(Records from a dataset)
........
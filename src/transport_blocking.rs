use http::{HeaderMap, Method};
use reqwest::blocking::Client as BlockingClient;
use url::Url;

use crate::{
    Clock, Consumer, HttpResponse, NonceSource, RequestTokenClient, Result, TransportResult,
    UnauthorizedToken,
};

/// Blocking counterpart of [`HttpTransport`](crate::HttpTransport).
pub trait BlockingHttpTransport {
    fn execute_get(&self, url: &Url, headers: HeaderMap) -> TransportResult<HttpResponse>;
}

impl BlockingHttpTransport for BlockingClient {
    fn execute_get(&self, url: &Url, headers: HeaderMap) -> TransportResult<HttpResponse> {
        let resp = self
            .request(Method::GET, url.clone())
            .headers(headers)
            .send()?;
        let status = resp.status();
        let body = resp.bytes()?;
        Ok(HttpResponse::new(status, body.to_vec()))
    }
}

impl<T, C, N> RequestTokenClient<T, C, N>
where
    T: BlockingHttpTransport,
    C: Clock,
    N: NonceSource,
{
    /// Blocking variant of [`RequestTokenClient::request_token`].
    pub fn request_token_blocking(&self, consumer: &Consumer<'_>) -> Result<UnauthorizedToken> {
        let request = self.authorize(consumer)?;
        let headers = request.headers()?;
        tracing::debug!(
            url = %request.url,
            consumer_key = consumer.consumer_key(),
            "requesting unauthorized token"
        );
        let response = self.transport().execute_get(&request.url, headers)?;
        crate::client::read_response(response)
    }
}
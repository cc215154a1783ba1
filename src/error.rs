use thiserror::Error;

pub type Result<T> = std::result::Result<T, Error>;
pub type ParameterResult<T> = std::result::Result<T, ParameterError>;
pub type TokenReaderResult<T> = std::result::Result<T, TokenReaderError>;
pub type TransportResult<T> = std::result::Result<T, TransportError>;

type BoxError = Box<dyn std::error::Error + Send + Sync>;

#[derive(Error, Debug)]
pub enum Error {
    #[error("invalid consumer configuration : {0}")]
    Config(#[from] ConfigError),
    #[error("OAuth parameter assembly failed : {0}")]
    Parameter(#[from] ParameterError),
    #[error("request failed : {0}")]
    Transport(#[from] TransportError),
    #[error("service provider answered with status {status} : {body}")]
    Status { status: u16, body: String },
    #[error("token acquisition failed : {0}")]
    ResponseFormat(#[from] ResponseFormatError),
    #[error("encoding failed : {0}")]
    Encoding(#[from] EncodingError),
}

#[derive(Error, Debug)]
pub enum ConfigError {
    #[error("required field {0} is empty")]
    Missing(&'static str),
    #[error("request token url {url} could not be parsed")]
    InvalidUrl {
        url: String,
        #[source]
        source: url::ParseError,
    },
    #[error("request token url must be http or https, but {0} is specified")]
    UnsupportedScheme(String),
}

#[derive(Error, Debug, Clone, PartialEq, Eq)]
pub enum ParameterError {
    #[error("parameter {0} is already present")]
    DuplicateKey(String),
    #[error("parameter {0} is not present")]
    KeyNotFound(String),
}

/// Failure reported by an [`HttpTransport`](crate::HttpTransport).
///
/// The underlying error is kept as the source and never interpreted.
#[derive(Error, Debug)]
#[error("transport failure : {source}")]
pub struct TransportError {
    #[source]
    source: BoxError,
}

impl TransportError {
    pub fn new<E>(source: E) -> Self
    where
        E: Into<BoxError>,
    {
        TransportError {
            source: source.into(),
        }
    }

    /// Returns the error raised by the transport.
    pub fn inner(&self) -> &(dyn std::error::Error + Send + Sync + 'static) {
        self.source.as_ref()
    }
}

impl From<reqwest::Error> for TransportError {
    fn from(err: reqwest::Error) -> Self {
        TransportError::new(err)
    }
}

#[derive(Error, Debug, Clone, PartialEq, Eq)]
pub enum ResponseFormatError {
    #[error("response has malformed format: not found {0} in {1}")]
    TokenKeyNotFound(&'static str, String),
    #[error("response has malformed format: {0} appears more than once in {1}")]
    DuplicateKey(&'static str, String),
}

#[derive(Error, Debug, Clone, PartialEq, Eq)]
pub enum EncodingError {
    #[error("{context} is not valid UTF-8")]
    Utf8 { context: &'static str },
    #[error("{name} header value contains characters not allowed in a header")]
    Header { name: &'static str },
}

#[derive(Error, Debug, Clone, PartialEq, Eq)]
pub enum TokenReaderError {
    #[error(transparent)]
    Format(#[from] ResponseFormatError),
    #[error(transparent)]
    Encoding(#[from] EncodingError),
}

impl From<TokenReaderError> for Error {
    fn from(err: TokenReaderError) -> Self {
        match err {
            TokenReaderError::Format(e) => Error::ResponseFormat(e),
            TokenReaderError::Encoding(e) => Error::Encoding(e),
        }
    }
}
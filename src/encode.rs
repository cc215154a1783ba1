use std::borrow::Cow;

use percent_encoding::{percent_decode, utf8_percent_encode, AsciiSet, NON_ALPHANUMERIC};

use crate::EncodingError;

// RFC 3986 unreserved characters are left as is: ALPHA / DIGIT / "-" / "." / "_" / "~"
const UNRESERVED: &AsciiSet = &NON_ALPHANUMERIC
    .remove(b'-')
    .remove(b'.')
    .remove(b'_')
    .remove(b'~');

/// Percent-encodes `input` as OAuth 1.0 requires (RFC 5849 section 3.6).
pub fn percent_encode(input: &str) -> String {
    utf8_percent_encode(input, UNRESERVED).to_string()
}

/// Decodes one `application/x-www-form-urlencoded` component.
///
/// `+` is read as a space before percent sequences are resolved.
pub fn form_decode(input: &str) -> Result<String, EncodingError> {
    let replaced: Cow<str> = if input.contains('+') {
        Cow::Owned(input.replace('+', " "))
    } else {
        Cow::Borrowed(input)
    };
    percent_decode(replaced.as_bytes())
        .decode_utf8()
        .map(Cow::into_owned)
        .map_err(|_| EncodingError::Utf8 {
            context: "unescaped response value",
        })
}
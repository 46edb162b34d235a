/// Data layer: core types, loading, filtering and aggregation.
///
/// Architecture:
/// ```text
///  .csv (Latin-1)
///        │
///        ▼
///   ┌──────────┐      ┌───────┐
///   │  loader   │ ◄──  │ cache │  fixed-path datasets
///   └──────────┘      └───────┘
///        │
///        ▼
///   ┌──────────┐
///   │  Table    │  Vec<Row>, immutable
///   └──────────┘
///        │
///        ▼
///   ┌──────────┐      ┌───────────┐
///   │  filter   │ ──►  │ aggregate │  totals + ranked groupings
///   └──────────┘      └───────────┘
/// ```

pub mod aggregate;
pub mod cache;
pub mod filter;
pub mod loader;
pub mod model;
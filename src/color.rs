use eframe::egui::Color32;
use palette::{Hsl, IntoColor, Mix, Srgb};

// ---------------------------------------------------------------------------
// Bar colour gradients
// ---------------------------------------------------------------------------

/// One gradient per chart so neighbouring charts are easy to tell apart.
#[derive(Debug, Clone, Copy, PartialEq, Eq)]
pub enum Gradient {
    Viridis,
    Magma,
    Coolwarm,
    Plasma,
}

impl Gradient {
    /// Endpoints in HSL (hue degrees, saturation, lightness).
    fn endpoints(self) -> (Hsl, Hsl) {
        match self {
            Gradient::Viridis => (Hsl::new(280.0, 0.55, 0.30), Hsl::new(60.0, 0.85, 0.55)),
            Gradient::Magma => (Hsl::new(260.0, 0.60, 0.20), Hsl::new(30.0, 0.95, 0.70)),
            Gradient::Coolwarm => (Hsl::new(220.0, 0.65, 0.55), Hsl::new(5.0, 0.70, 0.55)),
            Gradient::Plasma => (Hsl::new(250.0, 0.75, 0.35), Hsl::new(50.0, 0.95, 0.55)),
        }
    }

    /// `n` colours sampled evenly from the gradient, first bar first.
    pub fn colors(self, n: usize) -> Vec<Color32> {
        if n == 0 {
            return Vec::new();
        }
        let (from, to) = self.endpoints();
        (0..n)
            .map(|i| {
                let t = if n == 1 { 0.0 } else { i as f32 / (n - 1) as f32 };
                let rgb: Srgb = from.mix(to, t).into_color();
                Color32::from_rgb(
                    (rgb.red.clamp(0.0, 1.0) * 255.0) as u8,
                    (rgb.green.clamp(0.0, 1.0) * 255.0) as u8,
                    (rgb.blue.clamp(0.0, 1.0) * 255.0) as u8,
                )
            })
            .collect()
    }
}
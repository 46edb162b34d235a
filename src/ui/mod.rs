pub mod charts;
pub mod metrics;
pub mod panels;
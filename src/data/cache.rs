use std::collections::HashMap;
use std::path::{Path, PathBuf};
use std::sync::Arc;
use std::time::SystemTime;

use super::loader::{load_path, LoadError, LoadOptions};
use super::model::Table;

// ---------------------------------------------------------------------------
// Caller-owned table cache for fixed-path datasets
// ---------------------------------------------------------------------------

#[derive(Debug)]
struct CacheEntry {
    options: LoadOptions,
    modified: Option<SystemTime>,
    table: Arc<Table>,
}

/// Remembers tables loaded from disk so re-rendering does not re-read the file.
///
/// An entry is reused only while the path, the load options and the file's
/// modification time all match.
#[derive(Debug, Default)]
pub struct TableCache {
    entries: HashMap<PathBuf, CacheEntry>,
}

impl TableCache {
    pub fn new() -> Self {
        Self::default()
    }

    /// Return the cached table for `path`, loading it on a miss.
    ///
    /// A failed load leaves any existing entry untouched.
    pub fn load(&mut self, path: &Path, options: LoadOptions) -> Result<Arc<Table>, LoadError> {
        let key = cache_key(path);
        let modified = modified_time(path);

        if let Some(entry) = self.entries.get(&key) {
            if entry.options == options && modified.is_some() && entry.modified == modified {
                log::debug!("table cache hit: {}", key.display());
                return Ok(Arc::clone(&entry.table));
            }
        }

        log::debug!("table cache miss: {}", key.display());
        let table = Arc::new(load_path(path, options)?);
        self.entries.insert(
            key,
            CacheEntry {
                options,
                modified,
                table: Arc::clone(&table),
            },
        );
        Ok(table)
    }

    /// Drop the entry for `path`; the next `load` re-reads the file.
    pub fn invalidate(&mut self, path: &Path) {
        self.entries.remove(&cache_key(path));
    }
}

fn cache_key(path: &Path) -> PathBuf {
    std::fs::canonicalize(path).unwrap_or_else(|_| path.to_path_buf())
}

fn modified_time(path: &Path) -> Option<SystemTime> {
    std::fs::metadata(path).and_then(|m| m.modified()).ok()
}

#[cfg(test)]
mod tests {
    use std::time::Duration;

    use super::*;

    const CSV: &str = "Sales,Profit,Category,Region,Product Name,State\n10,1,A,East,P,Ohio\n";

    fn touch_later(path: &Path) {
        let file = std::fs::File::options().write(true).open(path).unwrap();
        let later = SystemTime::now() + Duration::from_secs(3600);
        file.set_modified(later).unwrap();
    }

    #[test]
    fn test_second_load_is_a_hit() {
        let dir = tempfile::tempdir().unwrap();
        let path = dir.path().join("sales.csv");
        std::fs::write(&path, CSV).unwrap();

        let mut cache = TableCache::new();
        let first = cache.load(&path, LoadOptions::default()).unwrap();
        let second = cache.load(&path, LoadOptions::default()).unwrap();
        assert!(Arc::ptr_eq(&first, &second));
        assert_eq!(cache.entries.len(), 1);
    }

    #[test]
    fn test_modified_file_is_reloaded() {
        let dir = tempfile::tempdir().unwrap();
        let path = dir.path().join("sales.csv");
        std::fs::write(&path, CSV).unwrap();

        let mut cache = TableCache::new();
        let first = cache.load(&path, LoadOptions::default()).unwrap();

        std::fs::write(&path, format!("{CSV}20,2,B,West,Q,Utah\n")).unwrap();
        touch_later(&path);

        let second = cache.load(&path, LoadOptions::default()).unwrap();
        assert!(!Arc::ptr_eq(&first, &second));
        assert_eq!(first.len(), 1);
        assert_eq!(second.len(), 2);
    }

    #[test]
    fn test_different_options_miss() {
        let dir = tempfile::tempdir().unwrap();
        let path = dir.path().join("sales.csv");
        std::fs::write(&path, CSV).unwrap();

        let mut cache = TableCache::new();
        cache.load(&path, LoadOptions::default()).unwrap();
        let strict = LoadOptions {
            require_order_date: true,
        };
        assert!(matches!(
            cache.load(&path, strict),
            Err(LoadError::MissingColumn("Order Date"))
        ));
        // the earlier entry survives the failed load
        assert_eq!(cache.entries.len(), 1);
    }

    #[test]
    fn test_invalidate_forces_reload() {
        let dir = tempfile::tempdir().unwrap();
        let path = dir.path().join("sales.csv");
        std::fs::write(&path, CSV).unwrap();

        let mut cache = TableCache::new();
        let first = cache.load(&path, LoadOptions::default()).unwrap();
        cache.invalidate(&path);
        assert!(cache.entries.is_empty());
        let second = cache.load(&path, LoadOptions::default()).unwrap();
        assert!(!Arc::ptr_eq(&first, &second));
    }
}
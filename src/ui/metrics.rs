use eframe::egui::{RichText, Ui};

use crate::data::model::AggregationResult;

// ---------------------------------------------------------------------------
// Key metrics row
// ---------------------------------------------------------------------------

/// Render total sales, total profit and order count side by side.
///
/// When the filter narrows the view, the whole-table figure is shown under each
/// metric.
pub fn metrics_row(ui: &mut Ui, result: &AggregationResult, overall: &AggregationResult) {
    let narrowed = result != overall;
    let of = |text: String| narrowed.then(|| format!("of {text} overall"));
    ui.columns(3, |cols| {
        metric(
            &mut cols[0],
            "Total Sales",
            format_currency(result.total_sales),
            of(format_currency(overall.total_sales)),
        );
        metric(
            &mut cols[1],
            "Total Profit",
            format_currency(result.total_profit),
            of(format_currency(overall.total_profit)),
        );
        metric(
            &mut cols[2],
            "Orders",
            format_count(result.total_orders),
            of(format_count(overall.total_orders)),
        );
    });
}

fn metric(ui: &mut Ui, label: &str, value: String, overall: Option<String>) {
    ui.label(label);
    ui.label(RichText::new(value).heading().strong());
    if let Some(text) = overall {
        ui.weak(text);
    }
}

/// `1234.5` → `$1,234.50`, `-3.2` → `-$3.20`.
pub fn format_currency(value: f64) -> String {
    let cents = (value.abs() * 100.0).round() as u64;
    let sign = if value < 0.0 && cents > 0 { "-" } else { "" };
    format!("{sign}${}.{:02}", group_thousands(cents / 100), cents % 100)
}

/// `1234567` → `1,234,567`.
pub fn format_count(value: usize) -> String {
    group_thousands(value as u64)
}

fn group_thousands(n: u64) -> String {
    let digits = n.to_string();
    let mut out = String::with_capacity(digits.len() + digits.len() / 3);
    for (i, ch) in digits.chars().enumerate() {
        if i > 0 && (digits.len() - i) % 3 == 0 {
            out.push(',');
        }
        out.push(ch);
    }
    out
}

#[cfg(test)]
mod tests {
    use super::*;

    #[test]
    fn test_format_currency() {
        assert_eq!(format_currency(0.0), "$0.00");
        assert_eq!(format_currency(180.0), "$180.00");
        assert_eq!(format_currency(1234.5), "$1,234.50");
        assert_eq!(format_currency(2_297_200.8603), "$2,297,200.86");
        assert_eq!(format_currency(-6.871), "-$6.87");
        assert_eq!(format_currency(-0.001), "$0.00");
    }

    #[test]
    fn test_format_count() {
        assert_eq!(format_count(0), "0");
        assert_eq!(format_count(999), "999");
        assert_eq!(format_count(1000), "1,000");
        assert_eq!(format_count(9_994), "9,994");
        assert_eq!(format_count(1_234_567), "1,234,567");
    }
}
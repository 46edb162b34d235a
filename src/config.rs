use std::path::PathBuf;

use crate::data::aggregate::RankLimits;
use crate::data::loader::LoadOptions;

pub const DATA_PATH_ENV: &str = "SALES_DASHBOARD_DATA";
pub const REQUIRE_DATE_ENV: &str = "SALES_DASHBOARD_REQUIRE_DATE";

// ---------------------------------------------------------------------------
// Dashboard configuration
// ---------------------------------------------------------------------------

#[derive(Debug, Clone, PartialEq)]
pub struct DashboardConfig {
    /// Dataset loaded at start-up and by "Reload". `None` = upload only.
    pub data_path: Option<PathBuf>,
    pub require_order_date: bool,
    pub limits: RankLimits,
    pub window_size: [f32; 2],
    pub min_window_size: [f32; 2],
}

impl Default for DashboardConfig {
    fn default() -> Self {
        Self {
            data_path: None,
            require_order_date: true,
            limits: RankLimits::default(),
            window_size: [1280.0, 900.0],
            min_window_size: [720.0, 480.0],
        }
    }
}

impl DashboardConfig {
    /// Build from the process arguments and environment.
    pub fn from_env() -> Self {
        let arg = std::env::args_os().nth(1);
        let path = std::env::var_os(DATA_PATH_ENV);
        let require = std::env::var(REQUIRE_DATE_ENV).ok();
        Self::resolve(arg.map(PathBuf::from), path.map(PathBuf::from), require.as_deref())
    }

    /// The CLI argument wins over the environment variable.
    fn resolve(arg: Option<PathBuf>, env_path: Option<PathBuf>, require_date: Option<&str>) -> Self {
        let mut config = Self {
            data_path: arg.or(env_path),
            ..Self::default()
        };
        if let Some(flag) = require_date {
            config.require_order_date = !matches!(
                flag.trim().to_ascii_lowercase().as_str(),
                "0" | "false" | "no" | "off"
            );
        }
        config
    }

    pub fn load_options(&self) -> LoadOptions {
        LoadOptions {
            require_order_date: self.require_order_date,
        }
    }
}

#[cfg(test)]
mod tests {
    use super::*;

    #[test]
    fn test_defaults() {
        let config = DashboardConfig::resolve(None, None, None);
        assert_eq!(config, DashboardConfig::default());
        assert!(config.load_options().require_order_date);
        assert_eq!(config.limits.products, 10);
        assert_eq!(config.limits.states, Some(15));
    }

    #[test]
    fn test_argument_beats_environment() {
        let config = DashboardConfig::resolve(
            Some(PathBuf::from("arg.csv")),
            Some(PathBuf::from("env.csv")),
            None,
        );
        assert_eq!(config.data_path, Some(PathBuf::from("arg.csv")));

        let config = DashboardConfig::resolve(None, Some(PathBuf::from("env.csv")), None);
        assert_eq!(config.data_path, Some(PathBuf::from("env.csv")));
    }

    #[test]
    fn test_require_date_flag() {
        for off in ["0", "false", "OFF", " no "] {
            assert!(!DashboardConfig::resolve(None, None, Some(off)).require_order_date);
        }
        assert!(DashboardConfig::resolve(None, None, Some("1")).require_order_date);
    }
}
........
**PROBLEM DESCRIPTION**
The required output is the entries from their opening line through the line holding "pub trait BlockingHttpTransport", repeated exactly, with both end lines kept.

**EXERCISE RESULT**
filename src/transport_blocking.rs
use http::{HeaderMap, Method};
use reqwest::blocking::Client as BlockingClient;
use url::Url;

use crate::{
    Clock, Consumer, HttpResponse, NonceSource, RequestTokenClient, Result, TransportResult,
    UnauthorizedToken,
};

/// Blocking counterpart of [`HttpTransport`](crate::HttpTransport).
pub trait BlockingHttpTransport {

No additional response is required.